More: Recycling Today

Cove Point Protesters Disrupt Monday Night Football

Source: We Are Cove Point
Source: We Are Cove Point

Four people were arrested at Bank of America Stadium in Charlotte, N.C., during a Monday Night Football game last week, after activists protesting Dominion Resources’ Cove Point LNG facility rappelled from an overhang in front of the press box.

The protesters, belonging to the organization We Are Cove Point, held a sign that said “BoA: Dump Dominion.” They said they were protesting Bank of America’s financing of the liquefied natural gas export facility in Lusby, Md.

The incident occurred during the third quarter of the game between the Carolina Panthers and Indianapolis Colts. Police and stadium security cleared the section of the stadium below the press box, but firefighters had to forcibly remove the protesters when they refused police orders to come down.

More: The Charlotte Observer; We Are Cove Point

Dynegy to Shutter Wood River Plant

Dynegy announced plans Nov. 4 to close its Wood River Power Station in mid-2016. The 465-MW facility in Alton, Ill., contains two coal-fueled units, one that began operating in 1954 and the other in 1964.

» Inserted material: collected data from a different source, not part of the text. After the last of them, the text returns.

fn main() {
    // Deployment overrides from `.env` next to this crate. Values already in
    // the environment win over the file.
    println!("cargo:rerun-if-changed=.env");
    let _ = dotenvy::dotenv();

    let autostart = std::env::var("CROC_AUTOSTART").unwrap_or_else(|_| "1".into());
    println!("cargo:rustc-env=CROC_AUTOSTART={autostart}");

    // Applied at boot on top of CONFIG.BIN when set.
    for key in ["CROC_TIMEZONE_HOURS", "CROC_SESSION_MINUTES"] {
        if let Ok(value) = std::env::var(key) {
            println!("cargo:rustc-env={key}={value}");
        }
        println!("cargo:rerun-if-env-changed={key}");
    }
    println!("cargo:rerun-if-env-changed=CROC_AUTOSTART");

    println!("cargo:rustc-link-arg=-Tlinkall.x");
}
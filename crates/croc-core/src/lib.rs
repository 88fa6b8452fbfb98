//! Hardware-independent core library for the crocodile tracker
//!
//! This crate contains all platform-agnostic logic for the solar-powered
//! tracker: the INA228 power-monitor, RV-8803 RTC and u-blox GNSS drivers,
//! the time manager, CSV log storage, the acquisition scheduler and the
//! Iridium SBD transmission pipeline.
//!
//! It is `#![no_std]` with `extern crate alloc` so it compiles on both
//! embedded targets (ESP32-S3) and desktop hosts (for the simulator and tests).

#![cfg_attr(not(test), no_std)]

extern crate alloc;

pub mod app_state;
pub mod bus;
pub mod clock;
pub mod config;
pub mod error;
pub mod gnss;
pub mod record;
pub mod rtc;
pub mod scheduler;
pub mod sensors;
pub mod shared_i2c_bus;
pub mod storage;
pub mod time;
pub mod time_manager;
pub mod transmit;

#[cfg(any(test, feature = "sim"))]
pub mod sim;

pub use app_state::System;
pub use error::TrackerError;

Dynegy said it’s being forced to retire the 60-plus-year-old Wood River because the utility cannot turn a profit under the “poorly designed wholesale capacity market in Central and Southern Illinois that does not allow competitive generators to recover costs.”

Dynegy expects to file a formal retirement notice with MISO by Dec. 1. The RTO will determine whether the plant is needed for grid reliability. Dynegy CEO Robert C. Flexon said that if capacity auction conditions in Illinois don’t change, other generating plants in the MISO-controlled portions of the state could face similar financial obstacles.

More: The Telegraph

Entergy Names Hinnenkamp COO; Will Oversee Capital Investments

Entergy announced Oct. 30 it has appointed Paul Hinnenkamp as its senior vice president and COO, effective Nov. 1. Hinnenkamp replaces the outgoing Mark Savoff and will report directly to the New Orleans-based corporation’s chairman and CEO, Leo Denault.

Hinnenkamp is responsible for executive oversight of fossil generation, transmission, system planning and capital projects-management. Denault said his assignment will be important “at a time when we are deploying significant capital resources to replace aging generation and modernize our grid for enhanced reliability.”

Earlier this year, Entergy reported the need to add approximately $3.7 billion in new generation resources consisting of six new power plants by 2020 and 635 miles of new and upgraded transmission by 2022.

More: Entergy

Exelon Says Feds Knew About Radioactive Dumps

Exelon is accusing the federal government of having knowledge of and approving a radiological waste dump in the 70s that is now causing concern because of an underground fire at an adjacent landfill.

In 1973, 43,000 tons of what was billed as “clean fill dirt” was dumped at West Lake Landfill on the western edge of St. Louis County; however, almost a quarter of the dirt was in fact radioactive waste from a nearby storage site owned by Colorado-based Cotter Corp.

Today, Exelon Chicago retains Cotter’s liability for the West Lake contamination, while the Department of Energy holds the liability for the Atomic Energy Commission, which records show ultimately approved the dump despite false claims by Cotter about the location.

In 1974, AEC approved the termination of Cotter’s license for the radioactive material, a move critics say should have never happened. By 1975, AEC was dissolved, with responsibilities eventually passed to the Nuclear Regulatory Commission. The former commission had long been accused of being too cozy with the nuclear industry.

Public concern about the incident has recently increased because of an underground fire burning at the adjacent Bridgeton Landfill, prompting concern that the fire will spread to West Lake and release radiation. The Environmental Protection Agency has said that the fire is not moving toward West Lake, and a plan for cleanup will be introduced in late 2016. In the meantime, Exelon has inferred that the federal government might have allowed more toxic waste into the landfill since Cotter’s dispatch over 40 years ago. A spokesperson for Exelon said more on-site testing at the landfill is needed.